Quando a minha irmã aprendeu a ir ao banheiro
Jéssica: – A minha história é quando a minha irmã aprendeu a ir ao banheiro (risos dos colegas). A minha irmã, uma vez, eu tocava de ir trocar as fraldas dela, só que daí uma vez eu ensinei ela ir ao banheiro. Daí ela aprendeu! Daí a minha mãe, uma vez deu uma surra nela por causa que ela abriu a torneira e derramou água por tudo, pelo banheiro inteiro.
Ao final das narrações, o grupo comentou que escolheu a história da Ana Julia porque era uma história triste, alegre e feliz ao mesmo tempo, e a história da Jéssica porque era importante para ela, porque a sua irmã aprendeu algo que ela havia ensinado.
Pelas histórias que as crianças decidiram compartilhar, é possível dizer, ao tomar os apontamentos de Larrosa (2002), que a experiência não é qualquer coisa vivida ou sentida pelo sujeito. É possível pensar, então, sobre o sentido que as crianças deram às suas próprias experiências e às do outro, especialmente quando elas precisaram escolher apenas uma história no grupo para dramatizar.

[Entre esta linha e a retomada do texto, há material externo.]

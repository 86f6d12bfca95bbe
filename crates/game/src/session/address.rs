use std::fmt;

use crate::net::DEFAULT_PORT;

use super::error::SessionError;

#[derive(Debug, Clone, PartialEq, Eq)]
pub struct ServerAddress {
    pub host: String,
    pub port: u16,
}

impl ServerAddress {
    /// Parses `host[:port][/suffix]`. An unparseable port falls back to the
    /// default one; broadcast hosts are refused outright.
    pub fn parse(input: &str) -> Result<Self, SessionError> {
        let trimmed = input.trim();
        let without_path = trimmed.split('/').next().unwrap_or_default();

        let (host, port) = match without_path.rsplit_once(':') {
            Some((host, port)) => (host, port.parse().unwrap_or(DEFAULT_PORT)),
            None => (without_path, DEFAULT_PORT),
        };

        if host.is_empty() {
            return Err(SessionError::InvalidAddress(input.to_string()));
        }

        if host.ends_with(".255") {
            return Err(SessionError::BroadcastAddress(host.to_string()));
        }

        Ok(Self {
            host: host.to_string(),
            port,
        })
    }
}

impl fmt::Display for ServerAddress {
    fn fmt(&self, f: &mut fmt::Formatter<'_>) -> fmt::Result {
        write!(f, "{}:{}", self.host, self.port)
    }
}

A experiência de criação de histórias com as crianças, num contexto em que elas tinham que escolher a experiência que considerassem a mais significativa, leva-me, ainda, a retomar o que disse Dewey (2010, p. 110): a experiência, num sentido vital, define-se pelas situações e acontecimentos que ocorrem no percurso da vida, os
quais espontaneamente, muitas vezes, são mencionados como “experiências reais”, ou, quando se quer enfatizar um fato ou uma situação vivida, dizendo: “isso é que foi uma experiência”, singular. Para Dewey, trata-se daquilo que foi vivenciado e que teve muita importância para o sujeito ou, até mesmo, muita insignificância. Exemplo disso, disse Dewey, podem ser uma briga, o saborear de uma refeição ou mesmo o vivenciar da fúria de uma tempestade.

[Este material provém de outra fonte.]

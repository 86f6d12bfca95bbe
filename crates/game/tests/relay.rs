use std::net::SocketAddr;
use std::sync::Arc;
use std::time::Duration;

use glam::Vec2;
use skirmish::net::DENY_SERVER_FULL;
use skirmish::relay::RelayEvent;
use skirmish::simulation::OFFLINE_ID;
use skirmish::{
    Arena, ArenaConfig, ArenaEvent, ArenaMap, ClientConfig, Clock, HitDelivery, ManualClock,
    MessageKind, MessageRegistry, NetworkSession, PlayerConfig, PlayerInput, PlayerState,
    RelayConfig, RelayHandle, RelayServer, SessionError, SessionEvent, SystemClock,
};

async fn start_relay(max_clients: usize) -> (SocketAddr, RelayHandle) {
    start_relay_with(RelayConfig {
        max_clients,
        ..RelayConfig::default()
    })
    .await
}

async fn start_relay_with(config: RelayConfig) -> (SocketAddr, RelayHandle) {
    let config = RelayConfig {
        bind_addr: "127.0.0.1:0".to_string(),
        ..config
    };
    let server = RelayServer::bind(config).await.unwrap();
    let addr = server.local_addr();
    let handle = server.handle();
    tokio::spawn(server.run());
    (addr, handle)
}

async fn connect(addr: SocketAddr) -> NetworkSession {
    connect_with(addr, ClientConfig::default()).await.unwrap()
}

async fn connect_with(
    addr: SocketAddr,
    config: ClientConfig,
) -> Result<NetworkSession, SessionError> {
    let clock: Arc<dyn Clock> = Arc::new(SystemClock::new());
    NetworkSession::connect(&format!("127.0.0.1:{}", addr.port()), config, clock).await
}

/// An arena on an open map, standing at `position` and attached to the relay.
async fn online_arena(
    addr: SocketAddr,
    name: &str,
    position: Vec2,
    clock: Arc<ManualClock>,
) -> Arena {
    let mut arena = Arena::new(
        ArenaConfig::default(),
        ArenaMap::open(1600.0, 1200.0),
        clock,
        Some(17),
    );
    arena.start_game(name);
    arena.player_mut().set_position(position);
    arena.attach_session(connect(addr).await);
    arena
}

/// Ticks without advancing time until the local player's health matches.
async fn settle_health(arena: &mut Arena, expected: f32) -> bool {
    let start = std::time::Instant::now();
    while start.elapsed() < Duration::from_secs(2) {
        arena.tick(0.0, &PlayerInput::idle());
        if arena.player().health() == expected {
            return true;
        }
        tokio::time::sleep(Duration::from_millis(5)).await;
    }
    false
}

async fn wait_for(mut condition: impl FnMut() -> bool, timeout_ms: u64) -> bool {
    let start = std::time::Instant::now();
    while start.elapsed() < Duration::from_millis(timeout_ms) {
        if condition() {
            return true;
        }
        tokio::time::sleep(Duration::from_millis(5)).await;
    }
    condition()
}

#[tokio::test]
async fn test_player_update_reaches_peer() {
    let (addr, handle) = start_relay(8).await;
    let alice = connect(addr).await;
    let bob = connect(addr).await;
    assert_ne!(alice.local_id(), bob.local_id());
    assert!(alice.local_id() >= 1);

    let mut player = PlayerState::new(PlayerConfig::default(), Vec2::new(120.0, 340.0), "alice");
    player.set_rotation(45.0);
    player.set_kills(3);
    alice.send_player_update(&player).unwrap();

    let alice_id = alice.local_id();
    assert!(wait_for(|| bob.remote_player(alice_id).is_some(), 2000).await);

    let remote = bob.remote_player(alice_id).unwrap();
    assert_eq!(remote.position, Vec2::new(120.0, 340.0));
    assert_eq!(remote.username, "alice");
    assert_eq!(remote.health, 100.0);
    assert_eq!(remote.rotation, 45.0);
    assert_eq!(remote.kills, 3);
    assert!(remote.alive);
    assert!(remote.avatar().is_some());
    assert_eq!(
        bob.drain_events(),
        vec![SessionEvent::PlayerJoined {
            id: alice_id,
            username: "alice".to_string(),
        }]
    );

    // The sender never sees itself.
    tokio::time::sleep(Duration::from_millis(50)).await;
    assert_eq!(alice.remote_count(), 0);

    handle.shutdown();
}

#[tokio::test]
async fn test_ping_round_trip() {
    let (addr, handle) = start_relay(8).await;
    let mut session = connect(addr).await;

    assert!(session.update_ping().unwrap());
    assert!(!session.update_ping().unwrap());
    assert!(wait_for(|| session.ping_ms().is_some(), 2000).await);
    assert!(session.stats().rtt_ms.is_some());

    handle.shutdown();
}

#[tokio::test]
async fn test_disconnect_is_broadcast() {
    let (addr, handle) = start_relay(8).await;
    let mut alice = connect(addr).await;
    let bob = connect(addr).await;
    let alice_id = alice.local_id();

    let player = PlayerState::new(PlayerConfig::default(), Vec2::new(50.0, 50.0), "alice");
    alice.send_player_update(&player).unwrap();
    assert!(wait_for(|| bob.remote_player(alice_id).is_some(), 2000).await);
    bob.drain_events();

    alice.close();
    alice.close();
    assert!(!alice.is_connected());
    assert!(wait_for(|| bob.remote_player(alice_id).is_none(), 2000).await);
    assert_eq!(
        bob.drain_events(),
        vec![SessionEvent::PlayerLeft {
            id: alice_id,
            username: "alice".to_string(),
        }]
    );

    assert!(
        wait_for(
            || {
                handle.drain_events().iter().any(|e| {
                    matches!(e, RelayEvent::ClientDisconnected { client_id, .. } if *client_id == alice_id)
                })
            },
            2000,
        )
        .await
    );
    handle.shutdown();
}

#[tokio::test]
async fn test_hit_lowers_target_health() {
    let (addr, handle) = start_relay(8).await;
    let shooter = connect(addr).await;
    let target = connect(addr).await;
    let target_id = target.local_id();

    let clock = Arc::new(ManualClock::new(10_000));
    let mut arena = Arena::new(
        ArenaConfig::default(),
        ArenaMap::open(1600.0, 1200.0),
        clock,
        Some(3),
    );
    arena.start_game("bob");
    arena.attach_session(target);
    assert_eq!(arena.local_id(), target_id);

    shooter.send_player_hit(target_id, 6.0, false, 0).unwrap();

    let start = std::time::Instant::now();
    while arena.player().health() == 100.0 && start.elapsed() < Duration::from_secs(2) {
        arena.tick(0.016, &PlayerInput::idle());
        tokio::time::sleep(Duration::from_millis(5)).await;
    }
    assert_eq!(arena.player().health(), 94.0);
    assert!(arena.player().is_alive());

    // A second pass over the same hit never re-applies it.
    arena.tick(0.016, &PlayerInput::idle());
    assert_eq!(arena.player().health(), 94.0);

    handle.shutdown();
}

#[tokio::test]
async fn test_bullet_replicates_to_peer() {
    let (addr, handle) = start_relay(8).await;
    let shooter = connect(addr).await;
    let shooter_id = shooter.local_id();
    let observer = connect(addr).await;

    let clock = Arc::new(ManualClock::new(0));
    let mut arena = Arena::new(
        ArenaConfig::default(),
        ArenaMap::open(1600.0, 1200.0),
        clock,
        Some(9),
    );
    arena.attach_session(observer);

    shooter
        .send_bullet_shot(Vec2::new(10.0, 600.0), Vec2::new(900.0, 0.0), 20.0)
        .unwrap();

    let start = std::time::Instant::now();
    while arena.bullets().is_empty() && start.elapsed() < Duration::from_secs(2) {
        arena.tick(0.0, &PlayerInput::idle());
        tokio::time::sleep(Duration::from_millis(5)).await;
    }
    let bullet = &arena.bullets()[0];
    assert_eq!(bullet.owner_id(), shooter_id);
    assert_eq!(bullet.velocity(), Vec2::new(900.0, 0.0));
    assert_eq!(bullet.damage(), 20.0);

    handle.shutdown();
}

#[tokio::test]
async fn test_broadcast_address_rejected() {
    let clock: Arc<dyn Clock> = Arc::new(SystemClock::new());
    let result = NetworkSession::connect("192.168.1.255", ClientConfig::default(), clock).await;
    assert!(matches!(result, Err(SessionError::BroadcastAddress(_))));
}

#[tokio::test]
async fn test_registry_mismatch_denied() {
    let (addr, handle) = start_relay(8).await;

    let mut registry = MessageRegistry::empty();
    registry
        .register(MessageKind::PlayerUpdate)
        .register(MessageKind::PingRequest);
    let config = ClientConfig {
        registry,
        ..ClientConfig::default()
    };

    let result = connect_with(addr, config).await;
    assert!(matches!(result, Err(SessionError::ProtocolMismatch)));
    handle.shutdown();
}

#[tokio::test]
async fn test_server_full_denied() {
    let (addr, handle) = start_relay(1).await;
    let _first = connect(addr).await;

    let result = connect_with(addr, ClientConfig::default()).await;
    match result {
        Err(SessionError::Denied(reason)) => assert_eq!(reason, DENY_SERVER_FULL),
        other => panic!("expected denial, got {:?}", other),
    }
    assert_eq!(handle.stats().await.client_count, 1);
    handle.shutdown();
}

#[tokio::test]
async fn test_kick_drops_client() {
    let (addr, handle) = start_relay(8).await;
    let session = connect(addr).await;
    let id = session.local_id();

    assert_eq!(handle.client_infos().await.len(), 1);
    assert!(handle.kick(id).await);
    assert!(!handle.kick(id).await);

    assert!(wait_for(|| !session.is_connected(), 2000).await);
    assert_eq!(session.drain_events(), vec![SessionEvent::ConnectionLost]);
    assert_eq!(handle.stats().await.client_count, 0);
    handle.shutdown();
}

#[tokio::test]
async fn test_rifle_fire_kills_once() {
    let (addr, handle) = start_relay(8).await;
    let observer = connect(addr).await;

    let shooter_clock = Arc::new(ManualClock::new(10_000));
    let mut shooter =
        online_arena(addr, "alice", Vec2::new(200.0, 600.0), shooter_clock.clone()).await;
    let target_position = Vec2::new(230.0, 600.0);
    let mut target = online_arena(
        addr,
        "bob",
        target_position,
        Arc::new(ManualClock::new(10_000)),
    )
    .await;
    let shooter_id = shooter.local_id();
    let target_id = target.local_id();

    assert!(
        wait_for(
            || {
                shooter.tick(0.0, &PlayerInput::idle());
                shooter.remote_players().iter().any(|r| r.id == target_id)
            },
            2000,
        )
        .await
    );

    for shot in 1..=17 {
        shooter_clock.advance(200);
        shooter.tick(0.016, &PlayerInput::firing_at(target_position));

        let expected = (100.0 - 6.0 * shot as f32).max(0.0);
        assert!(
            settle_health(&mut target, expected).await,
            "shot {} left health at {}",
            shot,
            target.player().health()
        );
        if shot == 1 {
            assert_eq!(target.player().health(), 94.0);
            assert!(target.player().is_alive());
        }
        if shot < 17 {
            assert_eq!(shooter.player().kills(), 0);
        }
    }

    assert_eq!(target.player().health(), 0.0);
    assert!(!target.player().is_alive());
    assert_eq!(shooter.player().kills(), 1);
    assert!(shooter.drain_events().iter().any(|e| matches!(
        e,
        ArenaEvent::Kill { victim_id, victim_name, .. } if *victim_id == target_id && victim_name == "bob"
    )));
    assert!(
        target
            .drain_events()
            .contains(&ArenaEvent::Died { source_id: shooter_id })
    );

    // The corpse is no longer a target.
    shooter_clock.advance(200);
    shooter.tick(0.016, &PlayerInput::firing_at(target_position));
    assert_eq!(shooter.player().kills(), 1);

    let mut seen = Vec::new();
    assert!(
        wait_for(
            || {
                seen.extend(observer.drain_events());
                seen.contains(&SessionEvent::Kill {
                    killer_id: shooter_id,
                    victim_id: target_id,
                    killer_name: "alice".to_string(),
                    victim_name: "bob".to_string(),
                })
            },
            2000,
        )
        .await
    );
    assert!(
        wait_for(
            || observer.remote_player(shooter_id).is_some_and(|r| r.kills == 1),
            2000
        )
        .await
    );

    handle.shutdown();
}

#[tokio::test]
async fn test_target_only_hit_delivery() {
    let (addr, handle) = start_relay_with(RelayConfig {
        hit_delivery: HitDelivery::TargetOnly,
        ..RelayConfig::default()
    })
    .await;
    let shooter = connect(addr).await;
    let bystander = connect(addr).await;
    let mut target = online_arena(
        addr,
        "bob",
        Vec2::new(400.0, 400.0),
        Arc::new(ManualClock::new(10_000)),
    )
    .await;
    let target_id = target.local_id();
    assert!(wait_for(|| bystander.remote_player(target_id).is_some(), 2000).await);

    shooter.send_player_hit(target_id, 6.0, false, 0).unwrap();
    assert!(settle_health(&mut target, 94.0).await);

    // Relayed after the hit, so the bystander has had its chance to see it.
    let player = PlayerState::new(PlayerConfig::default(), Vec2::new(10.0, 10.0), "alice");
    shooter.send_player_update(&player).unwrap();
    let shooter_id = shooter.local_id();
    assert!(wait_for(|| bystander.remote_player(shooter_id).is_some(), 2000).await);

    assert_eq!(bystander.remote_player(target_id).unwrap().health, 100.0);
    handle.shutdown();
}

#[tokio::test]
async fn test_own_bullets_harmless_after_relay_loss() {
    let (addr, handle) = start_relay(8).await;
    let position = Vec2::new(600.0, 600.0);
    let mut arena = online_arena(addr, "alice", position, Arc::new(ManualClock::new(10_000))).await;
    let id = arena.local_id();

    // A zero step keeps the fresh bullet overlapping its owner.
    arena.tick(0.0, &PlayerInput::firing_at(position + Vec2::new(200.0, 0.0)));
    assert_eq!(arena.bullets().len(), 1);
    assert_eq!(arena.bullets()[0].owner_id(), id);

    assert!(handle.kick(id).await);
    let mut events = Vec::new();
    assert!(
        wait_for(
            || {
                arena.tick(0.0, &PlayerInput::idle());
                events.extend(arena.drain_events());
                events.contains(&ArenaEvent::WentOffline)
            },
            2000,
        )
        .await
    );

    assert_eq!(arena.local_id(), OFFLINE_ID);
    assert_eq!(arena.bullets().len(), 1);
    assert_eq!(arena.bullets()[0].owner_id(), OFFLINE_ID);
    arena.tick(0.0, &PlayerInput::idle());
    assert_eq!(arena.player().health(), 100.0);
    handle.shutdown();
}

A singularidade da experiência se imprime, também, quando o sujeito se refere a algum acontecimento da vida como aquela vivência, instituindo assim à experiência uma particularidade, mesmo que no seu fluxo. Isto é, de que a experiência pode ser afetiva, prática ou intelectual, uma vez que não se separam estas qualidades. Isso de maneira integrada constitui uma “experiência inteira” – suas partes se integraram – o que garante à experiência a sua qualidade estética (DEWEY, 2010, p. 112-138).
Nesta perspectiva, considero que as narrativas narradas e dramatizadas pelas crianças, durante esta oficina, certamente, são representações do sentido que elas deram às suas experiências.